Designated on November 16, 1990, Florida Keys National Marine Sanctuary is one of 14 marine protected areas that make up the National Marine Sanctuary System. Administered by NOAA, a federal agency, and jointly managed with the State of Florida, Florida Keys National Marine Sanctuary protects 2,900 square nautical miles of waters surrounding the Florida Keys, from south of Miami westward to encompass the Dry Tortugas, excluding Dry Tortugas National Park. The shoreward boundary of the sanctuary is the mean high-water mark, essentially meaning that once you set foot in Keys waters, you have entered the sanctuary.

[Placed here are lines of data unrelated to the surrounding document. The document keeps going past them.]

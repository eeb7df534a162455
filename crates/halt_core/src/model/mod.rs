//! Record shapes exchanged with callers.
//!
//! # Responsibility
//! - Define the flat field->value mapping used for writes and reads.
//! - Convert between JSON values and SQLite storage values.
//! - Describe which rows an update/delete/load call addresses.

pub mod record;
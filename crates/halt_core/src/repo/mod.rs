//! Repository layer over arbitrary SQLite tables.
//!
//! # Responsibility
//! - Own all SQL generation for record reads and writes.
//! - Keep extension-blob handling behind a small trait.
//!
//! # Invariants
//! - Repository APIs never build SQL from unvalidated identifiers.

pub mod table_repo;
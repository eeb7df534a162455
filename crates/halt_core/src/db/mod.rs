//! SQLite connection bootstrap and table metadata.
//!
//! # Responsibility
//! - Open and configure SQLite connections for halt operations.
//! - Describe which database a call should run against (`DbTarget`).
//! - Run multi-statement writes inside a savepoint.
//!
//! # Invariants
//! - Schema creation is the caller's job; nothing here issues DDL.
//! - Savepoints nest inside caller-owned transactions.

use rusqlite::Connection;
use std::error::Error;
use std::fmt::{Display, Formatter};
use std::path::Path;

mod open;
pub mod schema;

pub use open::{open_db, open_db_in_memory};

pub type DbResult<T> = Result<T, DbError>;

#[derive(Debug)]
pub enum DbError {
    Sqlite(rusqlite::Error),
}

impl Display for DbError {
    fn fmt(&self, f: &mut Formatter<'_>) -> std::fmt::Result {
        match self {
            Self::Sqlite(err) => write!(f, "{err}"),
        }
    }
}

impl Error for DbError {
    fn source(&self) -> Option<&(dyn Error + 'static)> {
        match self {
            Self::Sqlite(err) => Some(err),
        }
    }
}

impl From<rusqlite::Error> for DbError {
    fn from(value: rusqlite::Error) -> Self {
        Self::Sqlite(value)
    }
}

/// Database a free-function call runs against.
///
/// `Path` opens a fresh connection for the call and closes it afterwards.
/// `Connection` borrows the caller's connection; if the caller has an open
/// transaction the write only becomes durable once the caller commits.
#[derive(Clone, Copy)]
pub enum DbTarget<'a> {
    Path(&'a Path),
    Connection(&'a Connection),
}

impl<'a> From<&'a Path> for DbTarget<'a> {
    fn from(value: &'a Path) -> Self {
        Self::Path(value)
    }
}

impl<'a> From<&'a std::path::PathBuf> for DbTarget<'a> {
    fn from(value: &'a std::path::PathBuf) -> Self {
        Self::Path(value.as_path())
    }
}

impl<'a> From<&'a Connection> for DbTarget<'a> {
    fn from(value: &'a Connection) -> Self {
        Self::Connection(value)
    }
}

/// Runs `body` inside a named savepoint on `conn`.
///
/// The savepoint is released when `body` succeeds and rolled back when it
/// returns an error. Works both in autocommit mode and inside an outer
/// transaction owned by the caller.
pub fn with_savepoint<T, E, F>(conn: &Connection, name: &str, body: F) -> Result<T, E>
where
    F: FnOnce(&Connection) -> Result<T, E>,
    E: From<rusqlite::Error>,
{
    let quoted = schema::quote_identifier(name);
    conn.execute_batch(&format!("SAVEPOINT {quoted};"))?;

    match body(conn) {
        Ok(value) => {
            conn.execute_batch(&format!("RELEASE SAVEPOINT {quoted};"))?;
            Ok(value)
        }
        Err(err) => {
            // Rollback failure is secondary to the original error.
            let _ = conn.execute_batch(&format!(
                "ROLLBACK TO SAVEPOINT {quoted}; RELEASE SAVEPOINT {quoted};"
            ));
            Err(err)
        }
    }
}
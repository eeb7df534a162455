use halt_core::db::open_db_in_memory;
use halt_core::{Filter, Record, SqliteTableRepository, TableService};
use serde_json::{json, Value};

fn record(value: Value) -> Record {
    value.as_object().cloned().unwrap()
}

#[test]
fn service_scopes_calls_to_its_table() {
    let conn = open_db_in_memory().unwrap();
    conn.execute_batch(
        "CREATE TABLE Users (Name TEXT, MashConfig TEXT);
         CREATE TABLE Other (Name TEXT, MashConfig TEXT);",
    )
    .unwrap();
    let service = TableService::new(SqliteTableRepository::new(&conn), "Users");
    assert_eq!(service.table(), "Users");

    let id = service
        .insert(&record(json!({"Name": "bob", "theme": "dark"})))
        .unwrap();
    service
        .update_by_id(id, &record(json!({"lang": "en"})))
        .unwrap();

    let loaded = service.get(id).unwrap().unwrap();
    assert_eq!(
        loaded,
        record(json!({"Name": "bob", "MashConfig": {"theme": "dark", "lang": "en"}}))
    );

    let other: i64 = conn
        .query_row("SELECT COUNT(*) FROM Other;", [], |row| row.get(0))
        .unwrap();
    assert_eq!(other, 0);
}

#[test]
fn service_get_returns_none_after_delete() {
    let conn = open_db_in_memory().unwrap();
    conn.execute_batch("CREATE TABLE Users (Name TEXT, MashConfig TEXT);")
        .unwrap();
    let service = TableService::new(SqliteTableRepository::new(&conn), "Users");

    let id = service.insert(&record(json!({"Name": "bob"}))).unwrap();
    assert_eq!(service.delete(&Filter::row_id(id)).unwrap(), 1);
    assert!(service.get(id).unwrap().is_none());
    assert!(service.load_row(&Filter::all()).unwrap().is_empty());
}

#[test]
fn service_forwards_tuple_loads() {
    let conn = open_db_in_memory().unwrap();
    conn.execute_batch("CREATE TABLE Users (Name TEXT, Age INTEGER, MashConfig TEXT);")
        .unwrap();
    let service = TableService::new(SqliteTableRepository::new(&conn), "Users");
    service
        .insert(&record(json!({"Name": "ann", "Age": 41, "pet": "cat"})))
        .unwrap();

    assert_eq!(
        service.load_row_values(&Filter::all()).unwrap(),
        vec![vec![json!("ann"), json!(41), json!({"pet": "cat"})]]
    );
    assert_eq!(
        service
            .load_column(&["Age", "Name"], &Filter::eq("Age", 41))
            .unwrap(),
        vec![vec![json!(41), json!("ann")]]
    );
}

Within the boundaries of the sanctuary lie spectacular, unique, and nationally significant marine resources, from the world’s third largest barrier reef, extensive seagrass beds, mangrove-fringed islands, and more than 6,000 species of marine life. The sanctuary also protects pieces of our nation’s history such as shipwrecks and other archeological treasures.

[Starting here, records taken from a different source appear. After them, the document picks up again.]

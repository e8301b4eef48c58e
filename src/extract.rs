//! Analysis block extraction from legacy source files.
//!
//! Legacy `*-analysis.js` files hold content blocks behind conditional
//! guards of the form `if (id === 'some-id') { return <div>…</div>; }`.
//! This is pattern matching over text, not parsing: the scanner walks guard
//! occurrences in source order and lifts the returned markup span out of
//! each one with a same-tag nesting counter. The legacy format is shallow
//! and uniform enough that this is sufficient.

use std::collections::HashMap;
use std::path::{Path, PathBuf};
use std::sync::LazyLock;

use regex::Regex;

use crate::markup;

static GUARD_RE: LazyLock<Regex> = LazyLock::new(|| {
    Regex::new(r#"(?:else\s+)?if\s*\(\s*id\s*===\s*['"]([^'"]+)['"]\s*\)"#).expect("valid regex")
});

static OPEN_TAG_RE: LazyLock<Regex> =
    LazyLock::new(|| Regex::new(r"<([A-Za-z][A-Za-z0-9]*)").expect("valid regex"));

/// One extracted, converted content block.
#[derive(Debug, Clone)]
pub struct AnalysisBlock {
    /// Unique key for this block, disambiguated on per-file collision.
    pub analysis_id: String,
    /// The converted HTML fragment.
    pub html: String,
    /// The file the block was extracted from.
    pub source_path: PathBuf,
}

/// Scan one legacy source file's text and extract every guarded block.
///
/// Blocks are yielded in source order. A per-file occurrence counter
/// disambiguates repeated guard ids: the first occurrence of `x` keeps the
/// literal id, the second becomes `x2`, the third `x3`, and so on. Guards
/// with no following `return` are skipped.
#[must_use]
pub fn parse_analysis_source(text: &str, source_path: &Path) -> Vec<AnalysisBlock> {
    let mut occurrences: HashMap<String, u32> = HashMap::new();
    let mut blocks = Vec::new();

    for caps in GUARD_RE.captures_iter(text) {
        let base_id = caps.get(1).map_or("", |m| m.as_str());
        let count = occurrences
            .entry(base_id.to_owned())
            .and_modify(|c| *c += 1)
            .or_insert(1);
        let analysis_id = if *count == 1 {
            base_id.to_owned()
        } else {
            format!("{base_id}{count}")
        };

        let guard_end = caps.get(0).map_or(0, |m| m.end());
        let after = &text[guard_end..];
        let Some(ret_pos) = after.find("return") else {
            continue;
        };
        let body = &after[ret_pos + "return".len()..];
        let span = extract_balanced_span(body);

        blocks.push(AnalysisBlock {
            analysis_id,
            html: markup::convert_fragment(span),
            source_path: source_path.to_path_buf(),
        });
    }

    blocks
}

/// Extract the minimal balanced span from the first open tag in `body` up
/// to its matching close tag.
///
/// Counts same-name open/close tags; stops when the counter returns to zero
/// after a close. No open tag at all yields the trimmed remainder of the
/// return expression; a missing close tag yields everything to end of text.
fn extract_balanced_span(body: &str) -> &str {
    let Some(open) = OPEN_TAG_RE.captures(body) else {
        return body.trim();
    };
    let tag_name = open.get(1).map_or("", |m| m.as_str());
    let start = open.get(0).map_or(0, |m| m.start());
    let rel = &body[start..];

    let tag_re = Regex::new(&format!(r"(?i)</?{}\b", regex::escape(tag_name)))
        .expect("escaped tag name is a valid regex");

    let mut depth: i32 = 0;
    for m in tag_re.find_iter(rel) {
        if m.as_str().starts_with("</") {
            depth -= 1;
            if depth == 0 {
                // Include the closing tag's '>' when present.
                let end = rel[m.start()..]
                    .find('>')
                    .map_or(m.end(), |gt| m.start() + gt + 1);
                return rel[..end].trim();
            }
        } else {
            depth += 1;
        }
    }

    rel.trim()
}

Visitors to the sanctuary are encouraged to take advantage of the many recreational activities this amazing ecosystem has to offer, including world-class diving, swimming, snorkeling, and fishing. However, rules and regulations are in place to make sure that these activities only happen in ways – and at places – that reduce user conflict and are not harmful to the sanctuary’s natural and cultural resources.